Being born straddling that rift in eras, The Specs, then based in Columbia, made good use of bridging the gap and creating a modern mix of dream pop, post-punk and British Invasion-ish rock.

As part of the core Cord and Pedal collective, along with Cary Ann Hearst and Michael Trent of Shovels and Rope, Bill Carson and others, The Specs helped cast a national spotlight on the Charleston music scene, but bowed out of it in lieu of the chaos and discomfort success can sometimes bring.

Since then, the band has kept it simple, playing occasionally rather than burning itself out on the road and recording when the mood strikes and the members aren't busy with other endeavors.

The Specs will perform Friday at the Tin Roof, 1117 Magnolia Road. Tickets are $5 at the door.

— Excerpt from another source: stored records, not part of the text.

use super::*;
use std::cell::RefCell;
use tempfile::tempdir;

fn open(path: &Path, opts: &HashIndexOptions) -> Result<HashIndexReader> {
    HashIndexReader::open(path, opts.clone())
}

#[test]
fn newest_input_wins_on_duplicate_keys() -> Result<()> {
    let dir = tempdir()?;
    let opts = HashIndexOptions::new(8, 4, 4);

    let base_path = dir.path().join("00000.base.hidx");
    write_entries(&base_path, &opts, &numbered_entries(100, 4))?;

    // Delta 1 rewrites keys 0..10, delta 2 rewrites keys 5..15 and adds 100.
    let d1_path = dir.path().join("00001.delta.hidx");
    let d1: Vec<_> = (0..10)
        .map(|i| (format!("key-{:05}", i).into_bytes(), value_for(1_000 + i, 4)))
        .collect();
    write_entries(&d1_path, &opts, &d1)?;

    let d2_path = dir.path().join("00002.delta.hidx");
    let d2: Vec<_> = (5..15)
        .chain(std::iter::once(100))
        .map(|i| (format!("key-{:05}", i).into_bytes(), value_for(2_000 + i, 4)))
        .collect();
    write_entries(&d2_path, &opts, &d2)?;

    let out = dir.path().join("00002.base.hidx");
    let base = open(&base_path, &opts)?;
    let d1 = open(&d1_path, &opts)?;
    let d2 = open(&d2_path, &opts)?;
    let summary = merge(&base, &[&d1, &d2], &out, None)?;
    assert_eq!(summary.num_records, 101);

    let merged = open(&out, &opts)?;
    assert_eq!(merged.get(b"key-00000")?, Some(value_for(1_000, 4)));
    assert_eq!(merged.get(b"key-00004")?, Some(value_for(1_004, 4)));
    assert_eq!(merged.get(b"key-00005")?, Some(value_for(2_005, 4)));
    assert_eq!(merged.get(b"key-00014")?, Some(value_for(2_014, 4)));
    assert_eq!(merged.get(b"key-00015")?, Some(value_for(15, 4)));
    assert_eq!(merged.get(b"key-00100")?, Some(value_for(2_100, 4)));
    Ok(())
}

#[test]
fn merge_iterator_reports_winning_source() -> Result<()> {
    let dir = tempdir()?;
    let opts = HashIndexOptions::new(8, 4, 2);

    let a = dir.path().join("a.hidx");
    let b = dir.path().join("b.hidx");
    write_entries(&a, &opts, &[(b"x".to_vec(), value_for(1, 4)), (b"y".to_vec(), value_for(2, 4))])?;
    write_entries(&b, &opts, &[(b"y".to_vec(), value_for(3, 4))])?;

    let ra = open(&a, &opts)?;
    let rb = open(&b, &opts)?;
    let mut iter = MergeIterator::new(&[&ra, &rb])?;
    let all = drain(&mut iter)?;
    assert_eq!(all.len(), 2);

    let y_hash = opts.hash_key(b"y");
    let y = all.iter().find(|(h, _, _)| *h == y_hash).unwrap();
    assert_eq!(y.1, value_for(3, 4));
    assert_eq!(y.2, 1);
    Ok(())
}

#[test]
fn transformer_sees_source_of_each_value() -> Result<()> {
    let dir = tempdir()?;
    let opts = HashIndexOptions::new(8, 4, 3);

    let base_path = dir.path().join("base.hidx");
    let delta_path = dir.path().join("delta.hidx");
    write_entries(&base_path, &opts, &numbered_entries(20, 4))?;
    write_entries(
        &delta_path,
        &opts,
        &[(b"key-00003".to_vec(), value_for(0, 4)), (b"new".to_vec(), value_for(0, 4))],
    )?;

    let seen = RefCell::new(Vec::new());
    let bump = |value: &mut [u8], source: usize| -> Result<()> {
        seen.borrow_mut().push(source);
        value[3] = 0xA0 + source as u8;
        Ok(())
    };

    let out = dir.path().join("merged.hidx");
    let base = open(&base_path, &opts)?;
    let delta = open(&delta_path, &opts)?;
    merge(&base, &[&delta], &out, Some(&bump as &dyn ValueTransformer))?;

    let mut sources = seen.into_inner();
    sources.sort_unstable();
    assert_eq!(sources.iter().filter(|&&s| s == 0).count(), 19);
    assert_eq!(sources.iter().filter(|&&s| s == 1).count(), 2);

    let merged = open(&out, &opts)?;
    assert_eq!(merged.get(b"key-00010")?.unwrap()[3], 0xA0);
    assert_eq!(merged.get(b"key-00003")?.unwrap()[3], 0xA1);
    assert_eq!(merged.get(b"new")?.unwrap()[3], 0xA1);
    Ok(())
}

#[test]
fn failing_transformer_leaves_no_output() -> Result<()> {
    let dir = tempdir()?;
    let opts = HashIndexOptions::new(8, 4, 3);
    let base_path = dir.path().join("base.hidx");
    write_entries(&base_path, &opts, &numbered_entries(10, 4))?;

    let refuse = |_: &mut [u8], _: usize| -> Result<()> { anyhow::bail!("no") };
    let out = dir.path().join("merged.hidx");
    let base = open(&base_path, &opts)?;
    assert!(merge(&base, &[], &out, Some(&refuse as &dyn ValueTransformer)).is_err());
    assert!(!out.exists());
    assert!(!tmp_path_for(&out).exists());
    Ok(())
}

#[test]
fn mismatched_value_width_is_rejected() -> Result<()> {
    let dir = tempdir()?;
    let narrow = HashIndexOptions::new(8, 4, 3);
    let wide = HashIndexOptions::new(8, 6, 3);

    let base_path = dir.path().join("base.hidx");
    let delta_path = dir.path().join("delta.hidx");
    write_entries(&base_path, &narrow, &numbered_entries(4, 4))?;
    write_entries(&delta_path, &wide, &numbered_entries(4, 6))?;

    let base = open(&base_path, &narrow)?;
    let delta = open(&delta_path, &wide)?;
    assert!(merge(&base, &[&delta], &dir.path().join("out.hidx"), None).is_err());
    Ok(())
}
//! Unsigned LEB128 varints.
//!
//! Seven payload bits per byte, least significant group first, high bit set
//! on every byte except the last. A `u64` takes at most 10 bytes.

use std::io::{self, Write};

use crate::CodecError;

/// Longest encoding of a `u64`.
pub const MAX_VARINT_BYTES: usize = 10;

/// Number of bytes `value` occupies once encoded.
#[must_use]
pub fn encoded_len(mut value: u64) -> usize {
    let mut n = 1;
    while value >= 0x80 {
        value >>= 7;
        n += 1;
    }
    n
}

/// Appends the encoding of `value` to `out`, returning the bytes written.
pub fn encode_u64(mut value: u64, out: &mut Vec<u8>) -> usize {
    let start = out.len();
    while value >= 0x80 {
        out.push((value as u8) | 0x80);
        value >>= 7;
    }
    out.push(value as u8);
    out.len() - start
}

/// Writes the encoding of `value` to `w`, returning the bytes written.
pub fn write_u64<W: Write>(w: &mut W, value: u64) -> io::Result<usize> {
    let mut buf = [0u8; MAX_VARINT_BYTES];
    let mut v = value;
    let mut n = 0;
    while v >= 0x80 {
        buf[n] = (v as u8) | 0x80;
        v >>= 7;
        n += 1;
    }
    buf[n] = v as u8;
    n += 1;
    w.write_all(&buf[..n])?;
    Ok(n)
}

/// Decodes a varint from the front of `buf`.
///
/// Returns `Ok(Some((value, consumed)))` on success and `Ok(None)` when `buf`
/// ends before the terminating byte, so callers reading from disk in pieces
/// can fetch more bytes and retry.
///
/// # Errors
///
/// [`CodecError::Varint`] if the encoding is longer than 10 bytes or does not
/// fit in a `u64`.
pub fn decode_u64(buf: &[u8]) -> Result<Option<(u64, usize)>, CodecError> {
    let mut value: u64 = 0;
    for (i, &byte) in buf.iter().enumerate() {
        if i == MAX_VARINT_BYTES - 1 && byte > 1 {
            return Err(CodecError::Varint("value overflows u64"));
        }
        value |= u64::from(byte & 0x7f) << (7 * i);
        if byte & 0x80 == 0 {
            return Ok(Some((value, i + 1)));
        }
        if i + 1 == MAX_VARINT_BYTES {
            return Err(CodecError::Varint("encoding longer than 10 bytes"));
        }
    }
    Ok(None)
}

Call 571-0775 for more information.

Hot Buttered Rum

San Francisco may seem like an unlikely place to start a bluegrass group, but Hot Buttered Rum hasn't let geography stand in their path.

In fact, during its short time in the national spotlight, the five-piece acoustic bluegrass unit has become one of the foremost genre acts in the country. Hot Buttered Rum melds barbershop harmonies, traditional-inspired bluegrass and a twist of classical influence to create a sound that is new but not detached.

Though the band released a live album in 2012, they will celebrate the release of its first studio album since 2009 with a self-titled effort this month.

Hot Buttered Rum will perform Thursday at The Pour House, 1977 Maybank Highway, with Allie Kral, formerly of Cornmeal. Tickets are $12 in advance, $14 the day of the show, and are available online at CharlestonPourHouse.StrangerTickets.com or at the door. Doors open at 9 p.m. with the show set to begin at 9:45 p.m.